* Saved entries
----
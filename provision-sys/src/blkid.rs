// SPDX-License-Identifier: GPL-3.0-only

//! Block device identification via `blkid -o export`

use std::collections::BTreeMap;

use crate::cmd::{CommandBuilder, CommandRunner, Tool};
use crate::error::{ProvisionError, Result};

/// `KEY=VALUE` properties reported for one device
#[derive(Debug, Clone, Default, PartialEq, Eq)]
pub struct BlockProperties(BTreeMap<String, String>);

impl BlockProperties {
    pub fn get(&self, key: &str) -> Option<&str> {
        self.0.get(key).map(String::as_str)
    }

    pub fn uuid(&self) -> Option<&str> {
        self.get("UUID")
    }

    pub fn fs_type(&self) -> Option<&str> {
        self.get("TYPE")
    }

    pub fn part_uuid(&self) -> Option<&str> {
        self.get("PARTUUID")
    }

    pub fn is_empty(&self) -> bool {
        self.0.is_empty()
    }

    pub fn len(&self) -> usize {
        self.0.len()
    }
}

/// Parse export lines, skipping any line without exactly one `=`.
pub fn parse_export(output: &str) -> BlockProperties {
    let properties = output
        .lines()
        .filter_map(|line| {
            let line = line.trim();
            let mut parts = line.split('=');
            let key = parts.next()?;
            let value = parts.next()?;
            if parts.next().is_some() || key.is_empty() {
                return None;
            }
            Some((key.to_string(), value.to_string()))
        })
        .collect();

    BlockProperties(properties)
}

/// Read every property blkid reports for `device`.
pub fn read_properties(runner: &dyn CommandRunner, device: &str) -> Result<BlockProperties> {
    let command = CommandBuilder::new(Tool::Blkid)
        .args(["-o", "export"])
        .target(device)
        .build();
    let output = command.run_fatal(runner)?;
    Ok(parse_export(&output.stdout))
}

/// Filesystem UUID of `device`, required for persisted mount identities.
pub fn lookup_uuid(runner: &dyn CommandRunner, device: &str) -> Result<String> {
    let lookup_failed = |source: ProvisionError| ProvisionError::PropertyLookupFailed {
        device: device.to_string(),
        source: Box::new(source),
    };

    let properties = read_properties(runner, device).map_err(lookup_failed)?;
    properties
        .uuid()
        .map(ToString::to_string)
        .ok_or_else(|| {
            lookup_failed(ProvisionError::MissingProperty {
                key: "UUID".to_string(),
            })
        })
}
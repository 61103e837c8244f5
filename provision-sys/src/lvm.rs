// SPDX-License-Identifier: GPL-3.0-only

//! LVM volume group and logical volume creation

use std::collections::{HashMap, HashSet};

use provision_types::{AllocationType, LogicalVolumePlan, VolumeGroupPlan};
use tracing::{debug, info, warn};

use crate::cmd::{CommandBuilder, CommandRunner, Tool, ToolCommand};
use crate::error::{Result, WithTarget};

#[derive(Debug, Clone, PartialEq, Eq)]
struct VgRow {
    name: String,
    pv_count: usize,
}

#[derive(Debug, Clone, PartialEq, Eq)]
struct LvRow {
    vg_name: String,
    lv_name: String,
}

fn parse_tabbed_line(line: &str) -> Vec<String> {
    line.split('\t')
        .map(|part| part.trim().to_string())
        .collect()
}

fn parse_vgs(output: &str) -> Vec<VgRow> {
    output
        .lines()
        .filter_map(|line| {
            let line = line.trim();
            if line.is_empty() {
                return None;
            }
            let cols = parse_tabbed_line(line);
            if cols.len() < 2 {
                return None;
            }
            Some(VgRow {
                name: cols[0].clone(),
                pv_count: cols[1].parse().ok()?,
            })
        })
        .collect()
}

fn parse_lvs(output: &str) -> Vec<LvRow> {
    output
        .lines()
        .filter_map(|line| {
            let line = line.trim();
            if line.is_empty() {
                return None;
            }
            let cols = parse_tabbed_line(line);
            if cols.len() < 2 {
                return None;
            }
            Some(LvRow {
                vg_name: cols[0].clone(),
                lv_name: cols[1].clone(),
            })
        })
        .collect()
}

pub fn vgs_command() -> ToolCommand {
    CommandBuilder::new(Tool::Vgs)
        .args(["--noheadings", "-o", "vg_name,pv_count", "--separator", "\t"])
        .build()
}

pub fn lvs_command() -> ToolCommand {
    CommandBuilder::new(Tool::Lvs)
        .args(["--noheadings", "-o", "vg_name,lv_name", "--separator", "\t"])
        .build()
}

pub fn vgcreate_command(vg: &VolumeGroupPlan) -> ToolCommand {
    let mut builder = CommandBuilder::new(Tool::Vgcreate).arg("--yes");
    for tag in &vg.tags {
        builder = builder.args(["--addtag", tag.as_str()]);
    }
    builder
        .arg(vg.name.as_str())
        .targets(vg.devices.iter().cloned())
        .build()
}

/// Requested allocation, downgraded to linear when the group has too few
/// physical volumes to stripe or mirror across.
pub fn resolve_allocation(lv: &LogicalVolumePlan, pv_count: usize) -> AllocationType {
    if lv.allocation.needs_multiple_pvs() && pv_count < 2 {
        warn!(
            "volume group {} has {pv_count} physical volume(s); creating {} as linear instead of {}",
            lv.volume_group, lv.name, lv.allocation
        );
        return AllocationType::Linear;
    }
    lv.allocation
}

pub fn lvcreate_command(
    lv: &LogicalVolumePlan,
    allocation: AllocationType,
    pv_count: usize,
) -> ToolCommand {
    let mut builder = CommandBuilder::new(Tool::Lvcreate)
        .args(["--yes", "--wipesignatures", "y"])
        .args(["--name", lv.name.as_str()]);

    builder = match lv.explicit_size_mib() {
        Some(size) => builder.args(["--size".to_string(), format!("{size}m")]),
        None => builder.args(["--extents", "100%FREE"]),
    };

    builder = match allocation {
        AllocationType::Linear => builder.args(["--type", "linear"]),
        AllocationType::Striped => builder
            .args(["--type", "striped"])
            .args(["--stripes".to_string(), pv_count.to_string()]),
        AllocationType::Mirrored => builder
            .args(["--type", "raid1"])
            .args(["--mirrors", "1"])
            .arg("--nosync"),
    };

    builder.target(lv.volume_group.as_str()).build()
}

/// Creates volume groups and logical volumes, skipping ones that exist.
///
/// Existing objects are read from `vgs`/`lvs` once, on first use, and the
/// cache is kept current as objects are created.
#[derive(Debug, Default)]
pub struct LvmOrchestrator {
    known: Option<Known>,
}

#[derive(Debug, Default)]
struct Known {
    groups: HashMap<String, usize>,
    volumes: HashSet<(String, String)>,
}

impl LvmOrchestrator {
    pub fn new() -> Self {
        Self::default()
    }

    fn known(&mut self, runner: &dyn CommandRunner) -> Result<&mut Known> {
        if self.known.is_none() {
            let vgs = vgs_command()
                .run_fatal(runner)
                .with_target(|| "listing volume groups".to_string())?;
            let lvs = lvs_command()
                .run_fatal(runner)
                .with_target(|| "listing logical volumes".to_string())?;

            let known = Known {
                groups: parse_vgs(&vgs.stdout)
                    .into_iter()
                    .map(|row| (row.name, row.pv_count))
                    .collect(),
                volumes: parse_lvs(&lvs.stdout)
                    .into_iter()
                    .map(|row| (row.vg_name, row.lv_name))
                    .collect(),
            };
            debug!(
                "found {} existing volume groups and {} logical volumes",
                known.groups.len(),
                known.volumes.len()
            );
            self.known = Some(known);
        }

        Ok(self.known.get_or_insert_with(Known::default))
    }

    /// Physical volume count recorded for `vg`, 0 when unknown
    pub fn pv_count(&self, vg: &str) -> usize {
        self.known
            .as_ref()
            .and_then(|known| known.groups.get(vg).copied())
            .unwrap_or(0)
    }

    pub fn create_volume_groups(
        &mut self,
        runner: &dyn CommandRunner,
        groups: &[VolumeGroupPlan],
    ) -> Result<()> {
        for vg in groups {
            let known = self.known(runner)?;
            if known.groups.contains_key(&vg.name) {
                info!("volume group {} already exists, skipping", vg.name);
                continue;
            }

            info!(
                "creating volume group {} over {}",
                vg.name,
                vg.devices.join(", ")
            );
            vgcreate_command(vg)
                .run_fatal(runner)
                .with_target(|| format!("volume group {}", vg.name))?;
            known.groups.insert(vg.name.clone(), vg.devices.len());
        }
        Ok(())
    }

    pub fn create_logical_volumes(
        &mut self,
        runner: &dyn CommandRunner,
        volumes: &[LogicalVolumePlan],
    ) -> Result<()> {
        for lv in volumes {
            let known = self.known(runner)?;
            let key = (lv.volume_group.clone(), lv.name.clone());
            if known.volumes.contains(&key) {
                info!(
                    "logical volume {}/{} already exists, skipping",
                    lv.volume_group, lv.name
                );
                continue;
            }

            let pv_count = known.groups.get(&lv.volume_group).copied().unwrap_or(0);
            let allocation = resolve_allocation(lv, pv_count);

            info!(
                "creating {allocation} logical volume {}/{}",
                lv.volume_group, lv.name
            );
            lvcreate_command(lv, allocation, pv_count)
                .run_fatal(runner)
                .with_target(|| format!("logical volume {}/{}", lv.volume_group, lv.name))?;
            known.volumes.insert(key);
        }
        Ok(())
    }
}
----
* Assignment
Counting only lines that contain "Result", what is the total for the entries above? Give the number alone.

* Answer below
7